* [Task prompt]:
Pull every line with "Visibility" from the entries below.

* [Input material]:

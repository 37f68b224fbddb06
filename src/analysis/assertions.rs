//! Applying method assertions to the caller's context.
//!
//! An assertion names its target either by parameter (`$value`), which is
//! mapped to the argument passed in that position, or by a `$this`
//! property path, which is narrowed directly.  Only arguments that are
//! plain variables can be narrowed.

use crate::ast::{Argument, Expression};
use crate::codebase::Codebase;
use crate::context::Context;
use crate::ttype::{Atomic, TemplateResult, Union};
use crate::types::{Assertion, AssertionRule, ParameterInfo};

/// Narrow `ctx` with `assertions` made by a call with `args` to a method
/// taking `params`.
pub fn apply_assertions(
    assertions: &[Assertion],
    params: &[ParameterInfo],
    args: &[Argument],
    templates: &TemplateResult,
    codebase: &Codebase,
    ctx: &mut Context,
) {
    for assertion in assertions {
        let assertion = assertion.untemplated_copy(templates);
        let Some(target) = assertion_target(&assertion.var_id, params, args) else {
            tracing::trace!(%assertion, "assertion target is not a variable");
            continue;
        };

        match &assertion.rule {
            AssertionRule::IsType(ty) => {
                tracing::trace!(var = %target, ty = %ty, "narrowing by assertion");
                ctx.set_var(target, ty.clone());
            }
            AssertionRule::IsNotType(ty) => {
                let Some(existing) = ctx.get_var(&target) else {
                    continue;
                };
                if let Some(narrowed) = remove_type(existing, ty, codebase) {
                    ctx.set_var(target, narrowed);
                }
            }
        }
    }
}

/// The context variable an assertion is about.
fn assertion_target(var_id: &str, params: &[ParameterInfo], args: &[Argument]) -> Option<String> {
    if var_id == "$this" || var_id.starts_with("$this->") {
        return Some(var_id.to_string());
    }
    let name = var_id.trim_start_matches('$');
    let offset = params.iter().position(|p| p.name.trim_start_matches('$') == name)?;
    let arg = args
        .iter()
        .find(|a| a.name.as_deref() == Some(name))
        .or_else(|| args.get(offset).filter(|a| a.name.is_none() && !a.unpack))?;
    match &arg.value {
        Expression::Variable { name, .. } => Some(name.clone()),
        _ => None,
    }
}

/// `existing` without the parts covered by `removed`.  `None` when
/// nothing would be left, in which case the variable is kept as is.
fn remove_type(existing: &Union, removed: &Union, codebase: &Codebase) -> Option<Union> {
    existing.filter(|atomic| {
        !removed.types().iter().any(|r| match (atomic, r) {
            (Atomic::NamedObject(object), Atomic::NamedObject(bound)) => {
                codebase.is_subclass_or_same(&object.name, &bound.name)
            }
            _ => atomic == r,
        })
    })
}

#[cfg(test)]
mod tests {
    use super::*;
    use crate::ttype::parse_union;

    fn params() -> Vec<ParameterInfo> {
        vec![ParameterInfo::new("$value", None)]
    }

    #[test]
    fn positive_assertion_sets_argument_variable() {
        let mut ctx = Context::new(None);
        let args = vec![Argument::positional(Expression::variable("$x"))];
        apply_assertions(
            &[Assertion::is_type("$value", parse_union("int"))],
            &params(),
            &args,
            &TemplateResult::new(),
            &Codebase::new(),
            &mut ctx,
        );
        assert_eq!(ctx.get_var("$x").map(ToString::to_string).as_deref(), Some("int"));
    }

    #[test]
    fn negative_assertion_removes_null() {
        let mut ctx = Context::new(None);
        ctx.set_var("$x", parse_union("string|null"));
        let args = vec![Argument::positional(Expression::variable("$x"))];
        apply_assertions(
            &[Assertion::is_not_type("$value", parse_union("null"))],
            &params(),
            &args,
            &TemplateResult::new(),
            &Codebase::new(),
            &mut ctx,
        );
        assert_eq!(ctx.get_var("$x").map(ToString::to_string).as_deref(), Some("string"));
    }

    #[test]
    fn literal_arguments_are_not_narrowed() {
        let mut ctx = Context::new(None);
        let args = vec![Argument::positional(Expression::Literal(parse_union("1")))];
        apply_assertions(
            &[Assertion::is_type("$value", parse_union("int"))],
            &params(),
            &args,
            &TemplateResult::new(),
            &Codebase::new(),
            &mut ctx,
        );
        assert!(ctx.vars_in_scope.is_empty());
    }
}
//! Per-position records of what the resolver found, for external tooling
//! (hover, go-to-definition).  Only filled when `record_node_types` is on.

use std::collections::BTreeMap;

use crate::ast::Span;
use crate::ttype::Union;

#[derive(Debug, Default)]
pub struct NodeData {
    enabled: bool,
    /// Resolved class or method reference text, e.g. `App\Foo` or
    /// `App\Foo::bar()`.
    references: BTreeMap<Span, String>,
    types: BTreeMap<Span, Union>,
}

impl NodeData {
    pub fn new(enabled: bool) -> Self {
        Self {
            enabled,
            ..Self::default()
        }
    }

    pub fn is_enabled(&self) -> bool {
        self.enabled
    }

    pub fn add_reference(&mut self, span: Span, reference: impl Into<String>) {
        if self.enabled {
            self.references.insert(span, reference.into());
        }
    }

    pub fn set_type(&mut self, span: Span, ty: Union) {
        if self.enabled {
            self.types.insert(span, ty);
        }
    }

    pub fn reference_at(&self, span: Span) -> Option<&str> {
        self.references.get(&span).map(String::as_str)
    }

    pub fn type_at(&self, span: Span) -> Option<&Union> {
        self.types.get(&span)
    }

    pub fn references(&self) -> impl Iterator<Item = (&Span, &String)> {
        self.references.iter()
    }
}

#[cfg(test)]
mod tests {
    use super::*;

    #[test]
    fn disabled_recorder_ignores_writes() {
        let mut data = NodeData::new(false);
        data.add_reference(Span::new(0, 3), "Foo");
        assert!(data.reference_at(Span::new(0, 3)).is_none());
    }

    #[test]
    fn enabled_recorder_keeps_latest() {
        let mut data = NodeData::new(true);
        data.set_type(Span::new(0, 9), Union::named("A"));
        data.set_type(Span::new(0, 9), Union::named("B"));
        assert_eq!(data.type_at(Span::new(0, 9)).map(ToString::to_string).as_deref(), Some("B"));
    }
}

==

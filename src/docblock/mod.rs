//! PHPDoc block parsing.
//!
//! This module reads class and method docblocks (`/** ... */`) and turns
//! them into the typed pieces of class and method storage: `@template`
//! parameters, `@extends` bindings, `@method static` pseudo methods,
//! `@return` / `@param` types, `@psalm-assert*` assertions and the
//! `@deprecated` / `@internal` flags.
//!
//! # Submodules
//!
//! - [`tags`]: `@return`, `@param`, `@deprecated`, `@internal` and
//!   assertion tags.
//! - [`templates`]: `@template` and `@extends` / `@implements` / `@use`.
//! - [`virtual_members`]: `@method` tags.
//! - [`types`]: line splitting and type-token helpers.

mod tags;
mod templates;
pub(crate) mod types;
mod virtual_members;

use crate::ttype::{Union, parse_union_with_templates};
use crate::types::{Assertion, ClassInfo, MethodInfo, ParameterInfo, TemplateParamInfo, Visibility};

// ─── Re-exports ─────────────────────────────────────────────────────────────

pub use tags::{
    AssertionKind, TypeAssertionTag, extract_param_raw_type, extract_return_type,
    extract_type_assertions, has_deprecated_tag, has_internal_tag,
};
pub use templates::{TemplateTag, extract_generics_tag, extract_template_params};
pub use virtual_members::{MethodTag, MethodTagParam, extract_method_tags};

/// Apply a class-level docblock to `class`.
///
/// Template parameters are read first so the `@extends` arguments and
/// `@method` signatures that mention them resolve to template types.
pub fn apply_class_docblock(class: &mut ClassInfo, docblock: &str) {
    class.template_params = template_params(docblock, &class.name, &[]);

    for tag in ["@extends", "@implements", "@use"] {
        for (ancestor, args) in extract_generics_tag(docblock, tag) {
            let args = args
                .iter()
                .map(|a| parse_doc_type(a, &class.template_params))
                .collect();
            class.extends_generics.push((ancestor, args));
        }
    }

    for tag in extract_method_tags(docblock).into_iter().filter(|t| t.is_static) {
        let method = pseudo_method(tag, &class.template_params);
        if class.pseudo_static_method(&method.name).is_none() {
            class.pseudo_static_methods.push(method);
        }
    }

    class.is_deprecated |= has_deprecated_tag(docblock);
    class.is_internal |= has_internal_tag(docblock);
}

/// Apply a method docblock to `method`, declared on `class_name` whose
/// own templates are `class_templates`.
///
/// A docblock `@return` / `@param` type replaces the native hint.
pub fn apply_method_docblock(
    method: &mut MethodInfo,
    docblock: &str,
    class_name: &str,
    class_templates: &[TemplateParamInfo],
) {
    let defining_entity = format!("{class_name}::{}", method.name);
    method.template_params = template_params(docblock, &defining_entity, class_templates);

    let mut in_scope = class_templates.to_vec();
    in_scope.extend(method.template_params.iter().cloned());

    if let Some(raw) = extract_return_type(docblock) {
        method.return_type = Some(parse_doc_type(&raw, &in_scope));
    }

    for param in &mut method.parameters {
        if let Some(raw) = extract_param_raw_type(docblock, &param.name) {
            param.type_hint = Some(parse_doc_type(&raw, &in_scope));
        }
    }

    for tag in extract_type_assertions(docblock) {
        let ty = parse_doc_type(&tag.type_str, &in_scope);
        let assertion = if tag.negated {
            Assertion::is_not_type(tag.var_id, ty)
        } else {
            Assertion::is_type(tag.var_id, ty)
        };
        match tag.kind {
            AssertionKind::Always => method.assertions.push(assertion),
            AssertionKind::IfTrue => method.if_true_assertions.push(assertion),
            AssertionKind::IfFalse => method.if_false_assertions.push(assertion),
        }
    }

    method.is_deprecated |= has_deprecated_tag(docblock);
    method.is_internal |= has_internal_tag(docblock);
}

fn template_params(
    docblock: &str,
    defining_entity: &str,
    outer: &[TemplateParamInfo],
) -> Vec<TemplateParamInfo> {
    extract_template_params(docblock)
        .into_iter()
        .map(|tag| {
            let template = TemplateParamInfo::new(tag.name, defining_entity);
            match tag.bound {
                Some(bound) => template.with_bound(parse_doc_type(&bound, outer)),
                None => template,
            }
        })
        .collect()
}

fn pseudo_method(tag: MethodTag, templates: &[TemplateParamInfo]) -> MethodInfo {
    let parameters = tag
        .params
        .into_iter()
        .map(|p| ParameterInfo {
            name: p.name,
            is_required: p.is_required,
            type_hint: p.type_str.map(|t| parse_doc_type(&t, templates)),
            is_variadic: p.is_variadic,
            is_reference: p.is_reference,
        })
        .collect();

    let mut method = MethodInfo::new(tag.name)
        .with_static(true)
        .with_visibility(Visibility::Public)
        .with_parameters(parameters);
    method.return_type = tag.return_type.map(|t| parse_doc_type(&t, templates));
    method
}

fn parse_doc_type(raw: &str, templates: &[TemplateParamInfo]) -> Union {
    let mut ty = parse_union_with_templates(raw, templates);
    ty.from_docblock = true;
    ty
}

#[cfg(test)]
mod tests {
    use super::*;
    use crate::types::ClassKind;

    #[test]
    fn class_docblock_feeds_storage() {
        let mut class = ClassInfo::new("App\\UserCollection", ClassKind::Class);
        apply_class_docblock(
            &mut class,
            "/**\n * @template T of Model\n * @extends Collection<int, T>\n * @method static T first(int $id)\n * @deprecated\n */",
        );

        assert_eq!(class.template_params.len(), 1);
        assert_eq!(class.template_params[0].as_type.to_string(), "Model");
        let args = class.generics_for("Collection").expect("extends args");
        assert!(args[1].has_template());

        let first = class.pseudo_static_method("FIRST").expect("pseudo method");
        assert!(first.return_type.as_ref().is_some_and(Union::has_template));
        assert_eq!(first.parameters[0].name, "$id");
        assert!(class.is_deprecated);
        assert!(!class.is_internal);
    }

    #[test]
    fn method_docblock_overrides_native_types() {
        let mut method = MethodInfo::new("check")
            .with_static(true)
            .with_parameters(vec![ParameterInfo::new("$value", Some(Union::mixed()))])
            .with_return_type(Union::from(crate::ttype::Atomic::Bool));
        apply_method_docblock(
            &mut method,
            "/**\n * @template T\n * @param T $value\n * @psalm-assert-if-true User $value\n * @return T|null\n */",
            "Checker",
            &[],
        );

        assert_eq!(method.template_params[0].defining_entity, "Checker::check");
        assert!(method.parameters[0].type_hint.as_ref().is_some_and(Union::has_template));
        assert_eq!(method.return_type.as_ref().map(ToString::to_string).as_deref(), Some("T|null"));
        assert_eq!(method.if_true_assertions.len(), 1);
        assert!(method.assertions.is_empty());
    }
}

* [Answer for this exercise]:
use crate::types::{Assertion, ClassInfo, MethodInfo, ParameterInfo, TemplateParamInfo, Visibility};
        .with_visibility(Visibility::Public)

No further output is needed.